标签
PostgreSQL , online ddl , trigger , ddl 事务
背景
有张表的主键id是serial,但现在不够了,需要升级成bigserial,有什么优雅的方法吗?我看下来好像会锁表很久(因为数据量挺大)
如果直接alter table,由于数据类型从4字节改成了8字节,而tuple结构是在METADATA里面的,不是每行都有,所以DEFORM需要依赖METADATA,目前来说,这种操作需要rewrite table。
那么如何做到改bigserial,整个过程不堵塞dml呢?
有一张父表 bigtable,两个字段 id int primary key, x bigint,以及两张子表 child1 和 child2,数据量在一亿以上,通过脚本,可以改成 bigint 。整个过程不会锁住表,能正常CRUD。
alter sequence bigtable_id_seq as bigint;
alter table bigtable add column new_id bigint;
create unique index concurrently on bigtable (new_id);
create unique index concurrently on child1 (new_id);
create unique index concurrently on child2 (new_id);
create or replace function id_handler() returns trigger as $$
begin
new.new_id = new.id; -- id 是int4类型 , newid是int8类型
return new;
end;
$$ language plpgsql;
create trigger id_trigger before insert on bigtable for each row execute procedure id_handler();
create trigger id_trigger before insert on child1 for each row execute procedure id_handler();
create trigger id_trigger before insert on child2 for each row execute procedure id_handler();
-- 更新历史数据
update bigtable set new_id = id where 分段; -- 分解成多条
-- update bigtable set new_id = id where id between 1 and 10000 and new_id<>id;
-- update bigtable set new_id = id where id between 10001 and 20000 and new_id<>id;
-- ...
-- 历史数据更新完成后,切换ID字段
begin;
alter table bigtable
alter column id drop default,
alter column new_id set default nextval('bigtable_id_seq'::regclass);
create or replace function id_handler() returns trigger as $$
begin
new.id = new.new_id; -- 业务上不会直接去写ID的值。
return new;
end;
$$ language plpgsql;
end;
update pg_catalog.pg_attribute set attnotnull = true where attrelid in (select oid from pg_catalog.pg_class where relname in ('bigtable', 'child1', 'child2')) and attname = 'new_id';
alter table bigtable
drop constraint bigtable_pkey,
add constraint bigtable_pkey primary key using index bigtable_new_id_idx;
alter table child1
drop constraint child1_pkey,
add constraint child1_pkey primary key using index child1_new_id_idx;
alter table child2
drop constraint child2_pkey,
add constraint child2_pkey primary key using index child2_new_id_idx;
begin;
alter table bigtable rename id to old_id;
alter table bigtable rename new_id to id;
alter table bigtable alter column old_id drop not null;
drop trigger id_trigger on bigtable;
drop trigger id_trigger on child1;
drop trigger id_trigger on child2;
commit;
alter sequence bigtable_id_seq owned by bigtable.id;
alter table bigtable drop column old_id;
之前唯一卡住的是要把新的列设置成主键时,会自动设置 set not null,这一步会锁表,然后检查是否有 null 值;但通过之前的步骤,其实没有 null 值了,所以我就手工修改了 attributes 这张表。

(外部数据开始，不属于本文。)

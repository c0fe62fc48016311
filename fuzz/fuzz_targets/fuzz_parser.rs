#![no_main]

use arbitrary::Arbitrary;
use libfuzzer_sys::fuzz_target;
use xmlmodem::{Collector, ParseEvent, ParserError, ParserOptions, StreamingParser};

/// Fragments that steer the input towards interesting parser states.
static SNIPPETS: &[&str] = &[
    "<",
    ">",
    "/>",
    "</",
    "<!--",
    "-->",
    "<![CDATA[",
    "]]>",
    "<?xml version=\"1.0\"?>",
    "<?",
    "?>",
    "<!DOCTYPE r [",
    "]>",
    "<!ENTITY e \"v\">",
    "<!ATTLIST r a CDATA #IMPLIED>",
    "<!ELEMENT r ANY>",
    "<!NOTATION n SYSTEM \"s\">",
    "<r>",
    "</r>",
    "<e k=\"v\">",
    "</e>",
    " k='v'",
    "猫",
    "\n",
];

#[derive(Debug, Arbitrary)]
enum Piece {
    Snippet(u8),
    Text(String),
}

#[derive(Debug, Arbitrary)]
struct Input {
    skip_root: bool,
    comment_window: Option<u8>,
    split_seed: u32,
    pieces: Vec<Piece>,
}

fn render(pieces: &[Piece]) -> String {
    let mut out = String::new();
    for piece in pieces {
        match piece {
            Piece::Snippet(i) => out.push_str(SNIPPETS[*i as usize % SNIPPETS.len()]),
            Piece::Text(text) => out.push_str(text),
        }
    }
    out
}

fn run(chunks: &[&str], options: &ParserOptions) -> (Vec<ParseEvent>, Option<ParserError>) {
    let mut parser = StreamingParser::new(options.clone());
    let mut events = Collector::default();
    for chunk in chunks {
        if let Err(err) = parser.feed(chunk, &mut events) {
            return (events.into_events(), Some(err));
        }
    }
    let result = parser.finish();
    (events.into_events(), result.err())
}

fuzz_target!(|input: Input| {
    let text = render(&input.pieces);
    if text.is_empty() {
        return;
    }
    let options = ParserOptions {
        skip_root: input.skip_root,
        comment_window: input.comment_window.map(usize::from),
        panic_on_error: false,
        ..Default::default()
    };

    // Chunking must not change what the parser reports.
    let whole = run(&[text.as_str()], &options);
    let chunks = split_into_safe_chunks(&text, u64::from(input.split_seed));
    let split = run(&chunks, &options);
    assert_eq!(whole, split);
});

/// Split a UTF-8 `&str` into boundary-safe chunks using a deterministic random
/// value to generate splits.
///
/// * `split_seed` may be any `u64`.
/// * Each chunk is at least one byte.
/// * Every slice ends on a valid UTF-8 boundary, so it can’t panic.
fn split_into_safe_chunks(serialized: &str, split_seed: u64) -> Vec<&str> {
    let mut chunks = Vec::new();
    let mut start = 0;
    let len = serialized.len();
    let mut seed = split_seed;

    while start < len {
        let remaining = len - start;

        let mut size = (seed as usize % remaining) + 1;
        while start + size < len && !serialized.is_char_boundary(start + size) {
            size += 1;
        }

        chunks.push(&serialized[start..start + size]);
        start += size;
        seed = seed.rotate_left(7) ^ 0x9e37_79b9;
    }

    chunks
}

update pg_catalog.pg_attribute set attnotnull = true where attrelid in (select oid from pg_catalog.pg_class where relname in ('bigtable', 'child1', 'child2')) and attname = 'new_id';
明天我前同事会在线上用 17亿数据测试一下效果,如果也能顺利完成的话,那就可以考虑做成一个通用的脚本了
注意:
直接修改pg_catalog.pg_attribute元数据,注意一下prepared statement,看看PS缓存是否会更新,直接改元数据的方式的情况下,可能约束检查不一定会实时传播给其他会话,比如业务上直接写NULL值。
因为前面已经设置了 new_id 的默认值,本身是不会出现 null 值的。除非用户在SQL中可能直接写null,否则这个值是不会为NULL的。